▶ **Instructions to follow**:
Each line of the data below either holds "LineStyle" or does not. Report how many do, and only that.

▶ **Records from a collection**:
== Segment start ==

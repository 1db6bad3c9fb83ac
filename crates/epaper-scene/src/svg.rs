//! SVG text output of a rendered page.

use quick_xml::escape::escape;

use crate::renderer::RenderedPage;
use crate::renderer::image::ImagePlacement;
use crate::tree::{Node, NodeId, NodeKind, VectorTree};

impl RenderedPage {
    /// Serialize the tree as a standalone SVG document.
    pub fn to_svg(&self) -> String {
        self.write_svg(None)
    }

    /// Same as [`to_svg`](Self::to_svg) with `css` embedded in a `<style>` block.
    pub fn to_svg_with_style(&self, css: &str) -> String {
        self.write_svg(Some(css))
    }

    fn write_svg(&self, css: Option<&str>) -> String {
        let mut out = String::new();
        out.push_str(&format!(
            "<svg xmlns=\"http://www.w3.org/2000/svg\" viewBox=\"0 0 {} {}\" class=\"epaper-svg\">\n",
            self.width, self.height
        ));
        if let Some(css) = css {
            out.push_str("<style>\n");
            out.push_str(css);
            out.push_str("\n</style>\n");
        }
        for child in self.tree.children(self.tree.root()) {
            write_node(&self.tree, *child, 1, &mut out);
        }
        out.push_str("</svg>\n");
        out
    }
}

fn write_node(tree: &VectorTree, id: NodeId, depth: usize, out: &mut String) {
    let Some(node) = tree.node(id) else {
        return;
    };
    let indent = "  ".repeat(depth);

    if let NodeKind::Image(placement) = &node.kind {
        if placement.source.is_some() {
            write_clipped_image(placement, &indent, out);
            return;
        }
    }

    out.push_str(&indent);
    out.push('<');
    out.push_str(node.kind.tag());
    write_geometry(&node.kind, out);
    write_common(node, out);

    match &node.kind {
        NodeKind::Text { text, .. } => {
            out.push('>');
            out.push_str(&escape(text));
            out.push_str("</text>\n");
        }
        NodeKind::Group | NodeKind::Root { .. } if !node.children().is_empty() => {
            out.push_str(">\n");
            for child in node.children() {
                write_node(tree, *child, depth + 1, out);
            }
            out.push_str(&indent);
            out.push_str("</g>\n");
        }
        _ => out.push_str("/>\n"),
    }
}

fn write_geometry(kind: &NodeKind, out: &mut String) {
    match kind {
        NodeKind::Rect {
            x,
            y,
            width,
            height,
            radius,
        } => {
            out.push_str(&format!(
                " x=\"{x}\" y=\"{y}\" width=\"{width}\" height=\"{height}\""
            ));
            if let Some(r) = radius {
                out.push_str(&format!(" rx=\"{r}\" ry=\"{r}\""));
            }
        }
        NodeKind::Line { x1, y1, x2, y2 } => out.push_str(&format!(
            " x1=\"{x1}\" y1=\"{y1}\" x2=\"{x2}\" y2=\"{y2}\""
        )),
        NodeKind::Text { x, y, .. } => out.push_str(&format!(" x=\"{x}\" y=\"{y}\"")),
        NodeKind::Image(placement) => out.push_str(&format!(
            " x=\"{}\" y=\"{}\" width=\"{}\" height=\"{}\" href=\"{}\" preserveAspectRatio=\"{}\"",
            placement.x,
            placement.y,
            placement.width,
            placement.height,
            escape(&placement.href),
            placement.aspect
        )),
        NodeKind::Root { .. } | NodeKind::Group => {}
    }
}

fn write_common(node: &Node, out: &mut String) {
    if let Some(id) = &node.id {
        out.push_str(&format!(" id=\"{}\"", escape(id)));
    }
    if !node.classes.is_empty() {
        out.push_str(&format!(" class=\"{}\"", escape(&node.classes.join(" "))));
    }
    for (name, value) in &node.attributes {
        out.push_str(&format!(" {name}=\"{}\"", escape(value)));
    }
}

/// Clipped images become a nested viewport showing only the source rect.
fn write_clipped_image(placement: &ImagePlacement, indent: &str, out: &mut String) {
    let (Some(source), Some((nw, nh))) = (placement.source, placement.natural) else {
        return;
    };
    out.push_str(&format!(
        "{indent}<svg x=\"{}\" y=\"{}\" width=\"{}\" height=\"{}\" viewBox=\"{} {} {} {}\">",
        placement.x,
        placement.y,
        placement.width,
        placement.height,
        source.x,
        source.y,
        source.width,
        source.height
    ));
    out.push_str(&format!(
        "<image width=\"{nw}\" height=\"{nh}\" href=\"{}\"/></svg>\n",
        escape(&placement.href)
    ));
}
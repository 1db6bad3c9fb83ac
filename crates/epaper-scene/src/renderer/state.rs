//! Running style state threaded through the element walk.

use epaper_ir::page::{DrawStyle, FontMask, ShapeProps, TextProps};

use super::RenderOptions;
use crate::style::{LineStyle, ResolvedStyle, ShapeStyle, TextStyle};

/// Current text and shape values. Element properties are sparse deltas
/// applied on top of it; absent properties keep the running value.
#[derive(Debug, Clone, PartialEq)]
pub struct StyleState {
    pub font: String,
    pub font_size: f64,
    pub text_color: String,
    pub font_mask: FontMask,
    pub draw_style: DrawStyle,
    pub fill_color: String,
    pub stroke_color: String,
    pub stroke_width: f64,
}

impl StyleState {
    /// Values every page starts from.
    pub fn initial(options: &RenderOptions) -> Self {
        Self {
            font: options.default_font.clone(),
            font_size: options.default_font_size,
            text_color: "#000000".to_string(),
            font_mask: FontMask::default(),
            draw_style: DrawStyle::Stroke,
            fill_color: "#ffffff".to_string(),
            stroke_color: "#000000".to_string(),
            stroke_width: 1.0,
        }
    }

    pub fn with_text(mut self, props: &TextProps) -> Self {
        if let Some(font) = &props.font {
            self.font = font.clone();
        }
        if let Some(size) = props.font_size {
            self.font_size = size;
        }
        if let Some(color) = &props.text_color {
            self.text_color = color.clone();
        }
        if let Some(mask) = props.font_mask {
            self.font_mask = mask;
        }
        self
    }

    pub fn with_shape(mut self, props: &ShapeProps) -> Self {
        if let Some(draw_style) = props.draw_style {
            self.draw_style = draw_style;
        }
        if let Some(color) = &props.fill_color {
            self.fill_color = color.clone();
        }
        if let Some(color) = &props.stroke_color {
            self.stroke_color = color.clone();
        }
        if let Some(width) = props.stroke_width {
            self.stroke_width = width;
        }
        self
    }

    pub fn text_style(&self) -> ResolvedStyle {
        ResolvedStyle::Text(TextStyle {
            font: self.font.clone(),
            size: self.font_size,
            color: self.text_color.clone(),
            mask: self.font_mask,
        })
    }

    pub fn line_style(&self) -> ResolvedStyle {
        ResolvedStyle::Line(LineStyle {
            color: self.stroke_color.clone(),
            width: self.stroke_width,
        })
    }

    pub fn shape_style(&self) -> ResolvedStyle {
        ResolvedStyle::Shape(ShapeStyle {
            draw_style: self.draw_style,
            fill: self.fill_color.clone(),
            stroke: self.stroke_color.clone(),
            width: self.stroke_width,
        })
    }
}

== Segment end ==

▶ **Worked solution**:
2